++++ RECORDED INFORMATION

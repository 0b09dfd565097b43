//! Envelope parsing for tank query response notifications.
//!
//! Every notification that belongs to a tank query response starts with a
//! fixed four byte header:
//!
//! ```text
//! +--------+---------------+----------------+----------+------------
//! | 0x00   | response type | 0x02           | 0xE0-E9  | body ...
//! | marker |               | query response | query id |
//! +--------+---------------+----------------+----------+------------
//! ```
//!
//! The parser validates that header and produces an [`Envelope`]. Each
//! notification is one byte-stuffed message: the marker is its start-of-frame
//! separator and the response type is its first code byte, so the two
//! happen to read as a header. The marker and response type are stripped
//! from the body; the query-response marker and identifier stay at its head
//! (see [`QUERY_HEADER_LEN`]). The correlator keeps the response type beside
//! each body so the decode pipeline can undo the stuffing.

mod error;
mod query_id;

use bytes::Bytes;

pub use error::EnvelopeRejection;
pub use query_id::QueryId;

/// Marker byte opening every query response frame.
pub const FRAME_MARKER: u8 = 0x00;
/// Third header byte identifying a query response.
pub const QUERY_RESPONSE_MARKER: u8 = 0x02;
/// Full envelope header: marker, response type, query marker, identifier.
pub const ENVELOPE_HEADER_LEN: usize = 4;
/// Header bytes stripped from the frame when building a fragment body.
pub const ENVELOPE_PREFIX_LEN: usize = 2;
/// Header bytes left at the head of each fragment body.
pub const QUERY_HEADER_LEN: usize = ENVELOPE_HEADER_LEN - ENVELOPE_PREFIX_LEN;

/// Response type carried in the second header byte.
#[derive(Clone, Copy, Debug, Eq, Hash, PartialEq)]
pub struct ResponseType(pub u8);

impl ResponseType {
    /// Response type marking the last frame of a response.
    pub const TERMINAL: ResponseType = ResponseType(0x0A);

    /// Whether no further fragments follow this frame.
    #[must_use]
    pub const fn is_terminal(self) -> bool { self.0 == Self::TERMINAL.0 }
}

impl From<u8> for ResponseType {
    fn from(value: u8) -> Self { Self(value) }
}

impl std::fmt::Display for ResponseType {
    fn fmt(&self, f: &mut std::fmt::Formatter<'_>) -> std::fmt::Result {
        write!(f, "{:#04x}", self.0)
    }
}

/// Validated, minimally parsed tank query response frame.
#[derive(Clone, Debug, PartialEq, Eq)]
pub struct Envelope {
    query_id: QueryId,
    response_type: ResponseType,
    body: Bytes,
}

impl Envelope {
    /// Build an envelope from already validated parts.
    #[must_use]
    pub fn new(query_id: QueryId, response_type: ResponseType, body: impl Into<Bytes>) -> Self {
        Self {
            query_id,
            response_type,
            body: body.into(),
        }
    }

    /// Validate a raw notification and copy its body.
    ///
    /// Nothing is allocated for rejected frames.
    ///
    /// # Errors
    ///
    /// Returns an [`EnvelopeRejection`] when the frame is too short, carries
    /// the wrong marker bytes, or names an unknown query identifier.
    ///
    /// # Examples
    ///
    /// ```
    /// use tanklink::{Envelope, QueryId};
    ///
    /// let envelope = Envelope::parse(&[0x00, 0x0A, 0x02, 0xE1, 0x55]).expect("valid frame");
    /// assert_eq!(envelope.query_id(), QueryId::E1);
    /// assert!(envelope.is_terminal());
    /// assert_eq!(envelope.body(), &[0x02, 0xE1, 0x55]);
    /// ```
    pub fn parse(frame: &[u8]) -> Result<Self, EnvelopeRejection> {
        let (query_id, response_type) = validate_header(frame)?;
        let envelope = Self::new(
            query_id,
            response_type,
            Bytes::copy_from_slice(&frame[ENVELOPE_PREFIX_LEN..]),
        );
        envelope.observe(frame.len());
        Ok(envelope)
    }

    /// Validate a raw notification without copying its body.
    ///
    /// # Errors
    ///
    /// See [`Envelope::parse`].
    pub fn parse_bytes(frame: Bytes) -> Result<Self, EnvelopeRejection> {
        let (query_id, response_type) = validate_header(&frame)?;
        let len = frame.len();
        let envelope = Self::new(query_id, response_type, frame.slice(ENVELOPE_PREFIX_LEN..));
        envelope.observe(len);
        Ok(envelope)
    }

    fn observe(&self, frame_len: usize) {
        tracing::debug!(
            query_id = %self.query_id,
            response_type = %self.response_type,
            frame_len,
            "tank query response frame"
        );
    }

    /// Identifier correlating this frame with its query.
    #[must_use]
    pub const fn query_id(&self) -> QueryId { self.query_id }

    /// Response type from the second header byte.
    #[must_use]
    pub const fn response_type(&self) -> ResponseType { self.response_type }

    /// Whether this frame completes its response.
    #[must_use]
    pub const fn is_terminal(&self) -> bool { self.response_type.is_terminal() }

    /// Fragment body: the frame minus its marker and response-type bytes.
    #[must_use]
    pub fn body(&self) -> &[u8] { &self.body }

    /// Consume the envelope, returning the body.
    #[must_use]
    pub fn into_body(self) -> Bytes { self.body }
}

/// Check the fixed header and extract the response type and identifier.
fn validate_header(frame: &[u8]) -> Result<(QueryId, ResponseType), EnvelopeRejection> {
    let &[marker, response_type, query_marker, query_byte, ..] = frame else {
        return Err(reject(EnvelopeRejection::TooShort { len: frame.len() }));
    };
    if marker != FRAME_MARKER {
        return Err(reject(EnvelopeRejection::BadFrameMarker { found: marker }));
    }
    if query_marker != QUERY_RESPONSE_MARKER {
        return Err(reject(EnvelopeRejection::NotQueryResponse {
            found: query_marker,
        }));
    }
    let Some(query_id) = QueryId::from_wire(query_byte) else {
        return Err(reject(EnvelopeRejection::UnknownQueryId { found: query_byte }));
    };
    Ok((query_id, ResponseType(response_type)))
}

fn reject(rejection: EnvelopeRejection) -> EnvelopeRejection {
    tracing::trace!(reason = rejection.reason(), "ignoring notification: {rejection}");
    rejection
}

++++++++

> YOUR ASSIGNMENT: Every record is to be retyped exactly as given.

> FINAL ANSWER:
repository 0b09dfd565097b43
//! Envelope parsing for tank query response notifications.
//!
//! Every notification that belongs to a tank query response starts with a
//! fixed four byte header:
//!
//! ```text
//! +--------+---------------+----------------+----------+------------
//! | 0x00   | response type | 0x02           | 0xE0-E9  | body ...
//! | marker |               | query response | query id |
//! +--------+---------------+----------------+----------+------------
//! ```
//!
//! The parser validates that header and produces an [`Envelope`]. Each
//! notification is one byte-stuffed message: the marker is its start-of-frame
//! separator and the response type is its first code byte, so the two
//! happen to read as a header. The marker and response type are stripped
//! from the body; the query-response marker and identifier stay at its head
//! (see [`QUERY_HEADER_LEN`]). The correlator keeps the response type beside
//! each body so the decode pipeline can undo the stuffing.

mod error;
mod query_id;

use bytes::Bytes;

pub use error::EnvelopeRejection;
pub use query_id::QueryId;

/// Marker byte opening every query response frame.
pub const FRAME_MARKER: u8 = 0x00;
/// Third header byte identifying a query response.
pub const QUERY_RESPONSE_MARKER: u8 = 0x02;
/// Full envelope header: marker, response type, query marker, identifier.
pub const ENVELOPE_HEADER_LEN: usize = 4;
/// Header bytes stripped from the frame when building a fragment body.
pub const ENVELOPE_PREFIX_LEN: usize = 2;
/// Header bytes left at the head of each fragment body.
pub const QUERY_HEADER_LEN: usize = ENVELOPE_HEADER_LEN - ENVELOPE_PREFIX_LEN;

/// Response type carried in the second header byte.
#[derive(Clone, Copy, Debug, Eq, Hash, PartialEq)]
pub struct ResponseType(pub u8);

impl ResponseType {
    /// Response type marking the last frame of a response.
    pub const TERMINAL: ResponseType = ResponseType(0x0A);

    /// Whether no further fragments follow this frame.
    #[must_use]
    pub const fn is_terminal(self) -> bool { self.0 == Self::TERMINAL.0 }
}

impl From<u8> for ResponseType {
    fn from(value: u8) -> Self { Self(value) }
}

impl std::fmt::Display for ResponseType {
    fn fmt(&self, f: &mut std::fmt::Formatter<'_>) -> std::fmt::Result {
        write!(f, "{:#04x}", self.0)
    }
}

/// Validated, minimally parsed tank query response frame.
#[derive(Clone, Debug, PartialEq, Eq)]
pub struct Envelope {
    query_id: QueryId,
    response_type: ResponseType,
    body: Bytes,
}

impl Envelope {
    /// Build an envelope from already validated parts.
    #[must_use]
    pub fn new(query_id: QueryId, response_type: ResponseType, body: impl Into<Bytes>) -> Self {
        Self {
            query_id,
            response_type,
            body: body.into(),
        }
    }

    /// Validate a raw notification and copy its body.
    ///
    /// Nothing is allocated for rejected frames.
    ///
    /// # Errors
    ///
    /// Returns an [`EnvelopeRejection`] when the frame is too short, carries
    /// the wrong marker bytes, or names an unknown query identifier.
    ///
    /// # Examples
    ///
    /// ```
    /// use tanklink::{Envelope, QueryId};
    ///
    /// let envelope = Envelope::parse(&[0x00, 0x0A, 0x02, 0xE1, 0x55]).expect("valid frame");
    /// assert_eq!(envelope.query_id(), QueryId::E1);
    /// assert!(envelope.is_terminal());
    /// assert_eq!(envelope.body(), &[0x02, 0xE1, 0x55]);
    /// ```
    pub fn parse(frame: &[u8]) -> Result<Self, EnvelopeRejection> {
        let (query_id, response_type) = validate_header(frame)?;
        let envelope = Self::new(
            query_id,
            response_type,
            Bytes::copy_from_slice(&frame[ENVELOPE_PREFIX_LEN..]),
        );
        envelope.observe(frame.len());
        Ok(envelope)
    }

    /// Validate a raw notification without copying its body.
    ///
    /// # Errors
    ///
    /// See [`Envelope::parse`].
    pub fn parse_bytes(frame: Bytes) -> Result<Self, EnvelopeRejection> {
        let (query_id, response_type) = validate_header(&frame)?;
        let len = frame.len();
        let envelope = Self::new(query_id, response_type, frame.slice(ENVELOPE_PREFIX_LEN..));
        envelope.observe(len);
        Ok(envelope)
    }

    fn observe(&self, frame_len: usize) {
        tracing::debug!(
            query_id = %self.query_id,
            response_type = %self.response_type,
            frame_len,
            "tank query response frame"
        );
    }

    /// Identifier correlating this frame with its query.
    #[must_use]
    pub const fn query_id(&self) -> QueryId { self.query_id }

    /// Response type from the second header byte.
    #[must_use]
    pub const fn response_type(&self) -> ResponseType { self.response_type }

    /// Whether this frame completes its response.
    #[must_use]
    pub const fn is_terminal(&self) -> bool { self.response_type.is_terminal() }

    /// Fragment body: the frame minus its marker and response-type bytes.
    #[must_use]
    pub fn body(&self) -> &[u8] { &self.body }

    /// Consume the envelope, returning the body.
    #[must_use]
    pub fn into_body(self) -> Bytes { self.body }
}

/// Check the fixed header and extract the response type and identifier.
fn validate_header(frame: &[u8]) -> Result<(QueryId, ResponseType), EnvelopeRejection> {
    let &[marker, response_type, query_marker, query_byte, ..] = frame else {
        return Err(reject(EnvelopeRejection::TooShort { len: frame.len() }));
    };
    if marker != FRAME_MARKER {
        return Err(reject(EnvelopeRejection::BadFrameMarker { found: marker }));
    }
    if query_marker != QUERY_RESPONSE_MARKER {
        return Err(reject(EnvelopeRejection::NotQueryResponse {
            found: query_marker,
        }));
    }
    let Some(query_id) = QueryId::from_wire(query_byte) else {
        return Err(reject(EnvelopeRejection::UnknownQueryId { found: query_byte }));
    };
    Ok((query_id, ResponseType(response_type)))
}

fn reject(rejection: EnvelopeRejection) -> EnvelopeRejection {
    tracing::trace!(reason = rejection.reason(), "ignoring notification: {rejection}");
    rejection
}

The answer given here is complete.